Exercise requirements: Repeat, line for line, the entries below from the first line to the line containing "Hash, Serialize, Deserialize)]", counting both ends.

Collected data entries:
******************************

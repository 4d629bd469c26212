//! Community models
//!
//! Communities have no approval gate. Membership is a set; posting into a
//! channel requires membership and an existing channel.

use chrono::{DateTime, Utc};
use serde::{Deserialize, Serialize};
use uuid::Uuid;

use crate::document::{document_timestamps, Document};
use crate::error::{ConnectError, ConnectResult};
use crate::validation::Validator;

/// Channels every new community starts with.
pub const DEFAULT_CHANNELS: [&str; 4] = ["general", "jobs", "events", "resources"];

/// What a channel is for.
#[derive(Debug, Clone, Copy, Default, PartialEq, Eq, Hash, Serialize, Deserialize)]
#[serde(rename_all = "lowercase")]
pub enum ChannelKind {
    #[default]
    Text,
    Jobs,
    Events,
    Resources,
}

impl ChannelKind {
    fn for_name(name: &str) -> Self {
        match name {
            "jobs" => Self::Jobs,
            "events" => Self::Events,
            "resources" => Self::Resources,
            _ => Self::Text,
        }
    }
}

#[derive(Debug, Clone, PartialEq, Eq, Serialize, Deserialize)]
pub struct Channel {
    pub name: String,
    pub kind: ChannelKind,
}

impl Channel {
    pub fn new(name: impl Into<String>) -> Self {
        let name = name.into();
        let kind = ChannelKind::for_name(&name);
        Self { name, kind }
    }
}

/// A post in a community channel. Posts are append-only.
#[derive(Debug, Clone, PartialEq, Eq, Serialize, Deserialize)]
pub struct CommunityPost {
    pub id: Uuid,
    pub user: Uuid,
    pub channel: String,
    pub text: String,
    pub created_at: DateTime<Utc>,
}

/// A community.
///
/// # Examples
///
/// ```
/// use connect_model::Community;
/// use uuid::Uuid;
///
/// let creator = Uuid::now_v7();
/// let community = Community::new("Rustaceans", creator);
/// assert_eq!(community.members, vec![creator]);
/// assert!(community.has_channel("general"));
/// ```
#[derive(Debug, Clone, Serialize, Deserialize)]
pub struct Community {
    pub id: Uuid,
    pub name: String,
    #[serde(default)]
    pub description: String,
    #[serde(default)]
    pub banner: String,
    pub created_by: Uuid,

    /// Set semantics; the creator is always a member
    pub members: Vec<Uuid>,

    pub channels: Vec<Channel>,

    #[serde(default)]
    pub posts: Vec<CommunityPost>,

    pub created_at: DateTime<Utc>,
    pub updated_at: DateTime<Utc>,
}

impl Community {
    /// Creates a community with its creator as the only member and the
    /// default channels seeded.
    pub fn new(name: impl Into<String>, created_by: Uuid) -> Self {
        let now = Utc::now();
        Self {
            id: Uuid::now_v7(),
            name: name.into().trim().to_string(),
            description: String::new(),
            banner: String::new(),
            created_by,
            members: vec![created_by],
            channels: DEFAULT_CHANNELS.iter().map(|c| Channel::new(*c)).collect(),
            posts: Vec::new(),
            created_at: now,
            updated_at: now,
        }
    }

    pub fn with_description(mut self, description: impl Into<String>) -> Self {
        self.description = description.into();
        self
    }

    pub fn with_banner(mut self, banner: impl Into<String>) -> Self {
        self.banner = banner.into();
        self
    }

    pub fn is_member(&self, user: Uuid) -> bool {
        self.members.contains(&user)
    }

    pub fn members_count(&self) -> usize {
        self.members.len()
    }

    pub fn has_channel(&self, name: &str) -> bool {
        self.channels.iter().any(|c| c.name == name)
    }

    /// Add `user` to the member set.
    ///
    /// Returns `true` if the user was added, `false` if already a member.
    pub fn join(&mut self, user: Uuid) -> bool {
        if self.is_member(user) {
            return false;
        }
        self.members.push(user);
        true
    }

    /// Remove `user` from the member set.
    ///
    /// Returns `true` if the user was removed, `false` if not a member.
    /// The creator cannot leave.
    pub fn leave(&mut self, user: Uuid) -> ConnectResult<bool> {
        if user == self.created_by {
            return Err(ConnectError::InvalidState(
                "The community creator cannot leave the community".to_string(),
            ));
        }
        let before = self.members.len();
        self.members.retain(|m| *m != user);
        Ok(self.members.len() != before)
    }

    /// Append a post to `channel` (default `general`).
    pub fn post(
        &mut self,
        user: Uuid,
        channel: Option<&str>,
        text: &str,
    ) -> ConnectResult<&CommunityPost> {
        let channel = channel
            .map(str::trim)
            .filter(|c| !c.is_empty())
            .unwrap_or("general");

        let mut v = Validator::new();
        v.required("text", text);
        v.finish()?;

        if !self.is_member(user) {
            return Err(ConnectError::Forbidden(
                "Join the community before posting".to_string(),
            ));
        }
        if !self.has_channel(channel) {
            return Err(ConnectError::NotFound(format!("Channel '{channel}' not found")));
        }

        self.posts.push(CommunityPost {
            id: Uuid::now_v7(),
            user,
            channel: channel.to_string(),
            text: text.trim().to_string(),
            created_at: Utc::now(),
        });
        Ok(&self.posts[self.posts.len() - 1])
    }

    /// Posts in one channel, oldest first.
    pub fn posts_in<'a>(&'a self, channel: &'a str) -> impl Iterator<Item = &'a CommunityPost> + 'a {
        self.posts.iter().filter(move |p| p.channel == channel)
    }
}

impl Document for Community {
    const COLLECTION: &'static str = "communities";
    const LABEL: &'static str = "Community";

    document_timestamps!();

    fn validate(&self) -> ConnectResult<()> {
        let mut v = Validator::new();
        v.required("name", &self.name);
        v.check(
            self.is_member(self.created_by),
            "\"members\" must include the creator",
        );
        let mut seen = std::collections::HashSet::new();
        v.check(
            self.members.iter().all(|m| seen.insert(*m)),
            "\"members\" must not contain duplicates",
        );
        v.finish()
    }
}
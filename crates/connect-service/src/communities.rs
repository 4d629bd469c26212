//! Communities
//!
//! No approval gate: a community is listed and joinable as soon as it
//! exists. Only members may post, and only into an existing channel.

use serde::{Deserialize, Serialize};
use tracing::{info, instrument};
use uuid::Uuid;

use connect_auth::Caller;
use connect_model::{Community, CommunityPost, ConnectError, ConnectResult, UserSummary, Validator};
use connect_rbac::{Action, ResourceType};
use connect_store::Store;

use crate::access::authorize;
use crate::views::author_index;

/// New community.
#[derive(Debug, Clone, Default, Deserialize)]
#[serde(default)]
pub struct CreateCommunityParams {
    pub name: String,
    pub description: Option<String>,
    pub banner: Option<String>,
}

/// A channel post.
#[derive(Debug, Clone, Default, Deserialize)]
#[serde(default)]
pub struct CommunityPostParams {
    /// Defaults to `general`
    pub channel: Option<String>,
    pub text: String,
}

/// A community in the directory listing.
#[derive(Debug, Clone, Serialize)]
pub struct CommunityListing {
    #[serde(flatten)]
    pub community: Community,
    pub members_count: usize,
    pub creator: Option<UserSummary>,
}

/// A post with its author resolved.
#[derive(Debug, Clone, Serialize)]
pub struct PostWithAuthor {
    #[serde(flatten)]
    pub post: CommunityPost,
    pub author: Option<UserSummary>,
}

/// A community page: creator, member cards and posts with authors.
#[derive(Debug, Clone, Serialize)]
pub struct CommunityDetails {
    pub id: Uuid,
    pub name: String,
    pub description: String,
    pub banner: String,
    pub channels: Vec<String>,
    pub creator: Option<UserSummary>,
    pub members: Vec<UserSummary>,
    pub members_count: usize,
    pub posts: Vec<PostWithAuthor>,
}

#[derive(Debug, Clone)]
pub struct CommunityService {
    store: Store,
}

impl CommunityService {
    pub fn new(store: Store) -> Self {
        Self { store }
    }

    /// Create a community with the default channels. The creator is its
    /// first member.
    #[instrument(skip(self, caller, params), fields(user_id = %caller.id))]
    pub async fn create(
        &self,
        caller: &Caller,
        params: CreateCommunityParams,
    ) -> ConnectResult<Community> {
        authorize(caller, ResourceType::Community, Action::Create)?;

        let mut v = Validator::new();
        v.length("name", params.name.trim(), 3, 100);
        v.finish()?;

        let mut community = Community::new(params.name, caller.id);
        if let Some(description) = params.description {
            community = community.with_description(description);
        }
        if let Some(banner) = params.banner {
            community = community.with_banner(banner);
        }

        let community = self.store.communities.insert(community).await?;
        info!(community_id = %community.id, "Community created");
        Ok(community)
    }

    /// All communities, newest first.
    pub async fn list(&self) -> Vec<CommunityListing> {
        let communities = self.store.communities.all().await;
        let creators = author_index(&self.store, communities.iter().map(|c| c.created_by)).await;
        communities
            .into_iter()
            .map(|community| CommunityListing {
                members_count: community.members_count(),
                creator: creators.get(&community.created_by).cloned(),
                community,
            })
            .collect()
    }

    pub async fn get(&self, id: Uuid) -> ConnectResult<CommunityDetails> {
        let community = self.store.communities.get(id).await?;
        Ok(self.details(community).await)
    }

    /// Add the caller to the members. Joining twice changes nothing.
    #[instrument(skip(self, caller), fields(user_id = %caller.id))]
    pub async fn join(&self, caller: &Caller, id: Uuid) -> ConnectResult<CommunityDetails> {
        authorize(caller, ResourceType::Community, Action::Join)?;
        let member = caller.id;
        let (community, added) = self
            .store
            .communities
            .update_with(id, move |c| Ok(c.join(member)))
            .await?;
        if added {
            info!(community_id = %community.id, members = community.members_count(), "Joined community");
        }
        Ok(self.details(community).await)
    }

    /// Remove the caller from the members. Leaving twice changes nothing;
    /// the creator cannot leave.
    #[instrument(skip(self, caller), fields(user_id = %caller.id))]
    pub async fn leave(&self, caller: &Caller, id: Uuid) -> ConnectResult<CommunityDetails> {
        authorize(caller, ResourceType::Community, Action::Leave)?;
        let member = caller.id;
        let (community, removed) = self
            .store
            .communities
            .update_with(id, move |c| c.leave(member))
            .await?;
        if removed {
            info!(community_id = %community.id, members = community.members_count(), "Left community");
        }
        Ok(self.details(community).await)
    }

    /// Post into a channel.
    #[instrument(skip(self, caller, params), fields(user_id = %caller.id))]
    pub async fn post(
        &self,
        caller: &Caller,
        id: Uuid,
        params: CommunityPostParams,
    ) -> ConnectResult<CommunityDetails> {
        authorize(caller, ResourceType::Community, Action::Post)?;
        if params.text.trim().is_empty() {
            return Err(ConnectError::ValidationFailed(
                "Post text is required".to_string(),
            ));
        }

        let author = caller.id;
        let (community, post_id) = self
            .store
            .communities
            .update_with(id, move |c| {
                c.post(author, params.channel.as_deref(), &params.text)
                    .map(|p| p.id)
            })
            .await?;
        info!(community_id = %community.id, post_id = %post_id, "Community post created");
        Ok(self.details(community).await)
    }

    async fn details(&self, community: Community) -> CommunityDetails {
        let people = author_index(
            &self.store,
            community
                .members
                .iter()
                .copied()
                .chain(community.posts.iter().map(|p| p.user))
                .chain(std::iter::once(community.created_by)),
        )
        .await;

        CommunityDetails {
            id: community.id,
            name: community.name.clone(),
            description: community.description.clone(),
            banner: community.banner.clone(),
            channels: community.channels.iter().map(|c| c.name.clone()).collect(),
            creator: people.get(&community.created_by).cloned(),
            members: community
                .members
                .iter()
                .filter_map(|m| people.get(m).cloned())
                .collect(),
            members_count: community.members_count(),
            posts: community
                .posts
                .into_iter()
                .map(|post| PostWithAuthor {
                    author: people.get(&post.user).cloned(),
                    post,
                })
                .collect(),
        }
    }
}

******************************

Task answer:
repository 4d629bd469c26212
//! Community models
//!
//! Communities have no approval gate. Membership is a set; posting into a
//! channel requires membership and an existing channel.

use chrono::{DateTime, Utc};
use serde::{Deserialize, Serialize};
use uuid::Uuid;

use crate::document::{document_timestamps, Document};
use crate::error::{ConnectError, ConnectResult};
use crate::validation::Validator;

/// Channels every new community starts with.
pub const DEFAULT_CHANNELS: [&str; 4] = ["general", "jobs", "events", "resources"];

/// What a channel is for.
#[derive(Debug, Clone, Copy, Default, PartialEq, Eq, Hash, Serialize, Deserialize)]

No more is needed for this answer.